IWPG: Kurikulum Perdamaian Wajib di Sekolah di Indonesia

CHEONGJU, KOREA SELATAN, suarapembaharuan.com - Tiga Lembaga Swadaya Masyarakat (LSM) Indonesia menandatangani Memorandum of Understanding (MoU) dengan International Woman’s Peace Group (IWPG) dalam rangkaian acara “International Woman’s Peace Conference 2025”, yang diselenggarakan oleh IWPG di Cheongju, Provinsi Chungcheongbuk-do, (sekitar 130 km dari Ibu Kota Korea Selatan, Seoul).

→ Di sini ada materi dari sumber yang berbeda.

//! Weechat with the weechat-matrix script.

use matrix_link::{Link, LinkKind};

use crate::client::Client;
use crate::clients::join_command;
use crate::install::InstallLink;
use crate::maturity::Maturity;
use crate::platform::Platform;

/// Weechat descriptor.
pub struct Weechat;

impl Client for Weechat {
    fn id(&self) -> &'static str {
        "weechat"
    }

    fn name(&self) -> &'static str {
        "Weechat"
    }

    fn description(&self) -> &'static str {
        "Command-line Matrix interface using Weechat"
    }

    fn homepage(&self) -> Option<&'static str> {
        Some("https://github.com/poljar/weechat-matrix")
    }

    fn maturity(&self) -> Maturity {
        Maturity::Stable
    }

    fn platforms(&self) -> &'static [Platform] {
        &[Platform::Windows, Platform::MacOs, Platform::Linux]
    }

    fn supports(&self, link: &Link) -> bool {
        matches!(link.kind(), LinkKind::RoomAlias | LinkKind::RoomId)
    }

    fn deep_link(&self, _platform: Platform, _link: &Link) -> Option<String> {
        None
    }

    fn install_links(&self, _platform: Platform) -> Vec<InstallLink> {
        vec![InstallLink::website(
            "https://github.com/poljar/weechat-matrix",
        )]
    }

    fn link_instructions(&self, _platform: Platform, link: &Link) -> Option<String> {
        Some(format!("Type /join {}", link.identifier()))
    }

    fn copy_string(&self, _platform: Platform, link: &Link) -> Option<String> {
        join_command(link)
    }
}

#[cfg(test)]
mod tests {
    use super::*;

    #[test]
    fn joins_rooms_only() {
        let room = Link::parse_fragment("#/#rust:matrix.org").unwrap();
        let user = Link::parse_fragment("#/@alice:example.com").unwrap();
        assert!(Weechat.supports(&room));
        assert!(!Weechat.supports(&user));
    }

    #[test]
    fn instructions_name_the_room() {
        let room = Link::parse_fragment("#/#rust:matrix.org").unwrap();
        assert_eq!(
            Weechat.link_instructions(Platform::Linux, &room),
            Some("Type /join #rust:matrix.org".to_string())
        );
        assert_eq!(
            Weechat.copy_string(Platform::Linux, &room),
            Some("/join #rust:matrix.org".to_string())
        );
    }

    #[test]
    fn never_deep_links() {
        let room = Link::parse_fragment("#/#rust:matrix.org").unwrap();
        for platform in Platform::ALL {
            assert!(Weechat.deep_link(platform, &room).is_none());
        }
    }
}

Tiga wanita pimpinan LSM Indonesia menunjukkan dokumen MoU dengan IWPG di Cheongju, Korea Selatan. Mereka adalah Forisni Aprilista (Lentera Kartini), Attaya Rumaisha (Yayasan Lentera Habibi) dan Amrina Habibi (Balai Syura Ureung Inong Aceh).

MoU tersebut, pada intinya kerja sama pengakhiran perang dan menanamkan perdamaian sebagai gaya hidup di negara masing-masing. Untuk itu, kurikulum perdamaian wajib ada di sekolah-sekolah di Indonesia. IWPG akan mendukung semua upaya dalam peningkatan perdamaian di Indonesia.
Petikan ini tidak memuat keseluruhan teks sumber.